On rainy, chilly days there is nothing more warming and cozy that a nice soup. The added benefit of this soup is that it uses cheesy tortellini to accompany the homemade chicken broth. Soup and pasta, what a cozy combination?! The best part of making your own chicken broth is that you forgo the added sodium and preservatives that are found in the canned variety. This soup is a knockout meal. Try yours today!

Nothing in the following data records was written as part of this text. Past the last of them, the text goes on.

#[cfg(test)]
mod tests {
    use super::*;

    fn client() -> Client {
        Client::builder().build().unwrap()
    }

    fn authed_client() -> Client {
        Client::builder()
            .api_key("K")
            .namespace("myapp")
            .build()
            .unwrap()
    }

    #[test]
    fn test_query_name_public() {
        let client = Client::builder().namespace("myapp").build().unwrap();
        let name = client
            .build_query_name("get", "weather", "new york", None, &RequestOptions::default())
            .unwrap();
        assert_eq!(name, "get.new-york.weather.myapp.v1.resolvedb.net");
    }

    #[test]
    fn test_query_name_default_namespace() {
        let name = client()
            .build_query_name("get", "weather", "quebec", None, &RequestOptions::default())
            .unwrap();
        assert_eq!(name, "get.quebec.weather.public.v1.resolvedb.net");
    }

    #[test]
    fn test_query_name_list_has_no_key() {
        let name = client()
            .build_query_name("list", "weather", "", None, &RequestOptions::default())
            .unwrap();
        assert_eq!(name, "list.weather.public.v1.resolvedb.net");
    }

    #[test]
    fn test_auth_label_inserted_after_operation() {
        let client = authed_client();
        let name = client
            .build_query_name("get", "weather", "new york", None, &RequestOptions::default())
            .unwrap();

        let labels: Vec<&str> = name.split('.').collect();
        assert_eq!(labels[0], "get");
        assert!(labels[1].starts_with(PREFIX_AUTH), "{name}");
        assert!(labels[1].contains("-t-"));
        assert_eq!(&labels[2..], &["new-york", "weather", "myapp", "v1", "resolvedb", "net"]);

        // The auth label is hmac + timestamp: auth-<32 hex>-t-<unix>.
        let body = labels[1].strip_prefix(PREFIX_AUTH).unwrap();
        let (sig, ts) = body.split_once("-t-").unwrap();
        assert_eq!(sig.len(), 32);
        assert!(sig.chars().all(|c| c.is_ascii_hexdigit()));
        assert!(ts.parse::<i64>().is_ok());

        // The raw API key never appears.
        assert!(!name.contains(".K."));
    }

    #[test]
    fn test_security_token_order() {
        let opts = RequestOptions::new()
            .with_bdt("bdt-aa")
            .with_ctp("ctp-bb")
            .with_nba("sig-cc");
        let name = client()
            .build_query_name("get", "flags", "feature", None, &opts)
            .unwrap();

        // NBA, CTP, BDT occupy the outermost positions, in that order.
        assert!(name.starts_with("sig-cc.ctp-bb.bdt-aa.get."), "{name}");
    }

    #[test]
    fn test_payload_label_position() {
        let client = Client::builder()
            .api_key("K")
            .without_security_enforcement()
            .build()
            .unwrap();
        let name = client
            .build_query_name("put", "config", "settings", Some("eyJhIjoxfQ"), &RequestOptions::default())
            .unwrap();

        let labels: Vec<&str> = name.split('.').collect();
        assert_eq!(labels[0], "put");
        assert!(labels[1].starts_with(PREFIX_AUTH));
        assert_eq!(labels[2], "b64-eyJhIjoxfQ");
        assert_eq!(labels[3], "settings");
    }

    #[test]
    fn test_oversized_payload_rejected() {
        let big = "A".repeat(80);
        let err = client()
            .build_query_name("put", "config", "settings", Some(&big), &RequestOptions::default())
            .unwrap_err();
        assert_eq!(err.code(), Some(ErrorCode::PayloadTooLarge));
    }

    #[test]
    fn test_fingerprint_determinism() {
        let client = authed_client();
        let a = client.fingerprint("get", "Weather", "Quebec");
        let b = client.fingerprint("get", "weather", "quebec");
        assert_eq!(a, b);
        assert_eq!(a, "get.weather.quebec.myapp.v1");
    }

    #[tokio::test]
    async fn test_set_requires_api_key() {
        let err = client()
            .set("config", "settings", &serde_json::json!({"a": 1}))
            .await
            .unwrap_err();
        assert!(err.is_unauthorized());
    }

    #[tokio::test]
    async fn test_encrypted_requires_key() {
        let client = authed_client();
        let err = client
            .get_encrypted::<serde_json::Value>("vault", "item")
            .await
            .unwrap_err();
        assert!(matches!(err, Error::Config(_)));
    }
}
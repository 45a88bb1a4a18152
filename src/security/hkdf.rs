//! HKDF-SHA-256 key derivation for session keys.

use hkdf::Hkdf;
use sha2::Sha256;

use crate::error::{Error, Result};

/// Derive a key of the given length using HKDF-SHA-256.
pub fn derive_key(secret: &[u8], salt: &[u8], info: &[u8], length: usize) -> Result<Vec<u8>> {
    let salt = if salt.is_empty() { None } else { Some(salt) };
    let hk = Hkdf::<Sha256>::new(salt, secret);
    let mut okm = vec![0u8; length];
    hk.expand(info, &mut okm)
        .map_err(|_| Error::Crypto("hkdf expand failed".into()))?;
    Ok(okm)
}

/// Derive a 32-byte (256-bit) key.
pub fn derive_key32(secret: &[u8], salt: &[u8], info: &[u8]) -> Result<[u8; 32]> {
    let derived = derive_key(secret, salt, info, 32)?;
    let mut key = [0u8; 32];
    key.copy_from_slice(&derived);
    Ok(key)
}

/// Build the HKDF info parameter binding a session to its query name, key
/// exchange, and freshness.
///
/// Layout: `len2(fqdn) || fqdn || len2(client_pub) || client_pub ||
/// len2(server_pub) || server_pub || be64(timestamp) || len2(nonce) || nonce`
/// with unsigned big-endian 16-bit length prefixes.
pub fn build_hkdf_info(
    fqdn: &str,
    client_pub_key: &[u8],
    server_pub_key: &[u8],
    timestamp: i64,
    nonce: &[u8],
) -> Vec<u8> {
    let mut info = Vec::with_capacity(
        fqdn.len() + client_pub_key.len() + server_pub_key.len() + nonce.len() + 16,
    );

    info.extend_from_slice(&(fqdn.len() as u16).to_be_bytes());
    info.extend_from_slice(fqdn.as_bytes());

    info.extend_from_slice(&(client_pub_key.len() as u16).to_be_bytes());
    info.extend_from_slice(client_pub_key);

    info.extend_from_slice(&(server_pub_key.len() as u16).to_be_bytes());
    info.extend_from_slice(server_pub_key);

    info.extend_from_slice(&timestamp.to_be_bytes());

    info.extend_from_slice(&(nonce.len() as u16).to_be_bytes());
    info.extend_from_slice(nonce);

    info
}

#[cfg(test)]
mod tests {
    use super::*;

    #[test]
    fn test_derive_key_deterministic() {
        let a = derive_key(b"secret", b"salt", b"info", 32).unwrap();
        let b = derive_key(b"secret", b"salt", b"info", 32).unwrap();
        assert_eq!(a, b);
        assert_eq!(a.len(), 32);
    }

    #[test]
    fn test_derive_key_varies_with_inputs() {
        let base = derive_key(b"secret", b"salt", b"info", 32).unwrap();
        assert_ne!(base, derive_key(b"other", b"salt", b"info", 32).unwrap());
        assert_ne!(base, derive_key(b"secret", b"pepper", b"info", 32).unwrap());
        assert_ne!(base, derive_key(b"secret", b"salt", b"other", 32).unwrap());
    }

    #[test]
    fn test_derive_key32() {
        let key = derive_key32(b"secret", b"", b"info").unwrap();
        assert_eq!(key.len(), 32);
    }

    #[test]
    fn test_info_layout() {
        let info = build_hkdf_info("a.example.net", b"cpub", b"spub", 0x0102030405060708, b"nn");

        let mut expected = Vec::new();
        expected.extend_from_slice(&13u16.to_be_bytes());
        expected.extend_from_slice(b"a.example.net");
        expected.extend_from_slice(&4u16.to_be_bytes());
        expected.extend_from_slice(b"cpub");
        expected.extend_from_slice(&4u16.to_be_bytes());
        expected.extend_from_slice(b"spub");
        expected.extend_from_slice(&[0x01, 0x02, 0x03, 0x04, 0x05, 0x06, 0x07, 0x08]);
        expected.extend_from_slice(&2u16.to_be_bytes());
        expected.extend_from_slice(b"nn");

        assert_eq!(info, expected);
    }
}
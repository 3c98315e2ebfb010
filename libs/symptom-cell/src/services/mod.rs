pub mod checker;

pub use checker::{recommend, SymptomCheckService};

Prep Time: 15 minutes (2 hours if preparing chicken broth from scratch)
Cook Time: 20 minutes
1 package of tortellini
1 large, bone in chicken breast, cleaned of skin and excess fat
2 small chicken strips, chopped
1 large carrot, diced finely
2 large celery stalks, diced
1 large onion, finely chopped
2 tomatoes, diced
¼ cup chopped parsley
Crushed red chili flakes
- First prepare the chicken stock.
- In a medium sized saucepan, add the chicken breast together with a large sprinkle of salt and add water until it covers the breast. Bring to a boil over a medium high heat, then lower to a simmer. Simmer for at least two hours until the chicken gets cooked and the broth forms. Remove the chicken and pick the meat off the bone. Set aside the meat and stock
- In a larger pot, add the carrots and celery and sauté in olive oil over a medium heat until they begin to soften. Once they begin to soften, add the onions and begin cooking until the onions become translucent. Season with salt, pepper, and the red chili flakes
- Add the diced chicken strips and cook until they begin to brown on all sides. Then add the stock and bring to a simmer. Add the rest of the chicken and stir.
- Cook for about 15 minutes and then add the tomatoes and the tortellini. Cook for another 5 minutes then add the parsley and stir
- Serve and enjoy!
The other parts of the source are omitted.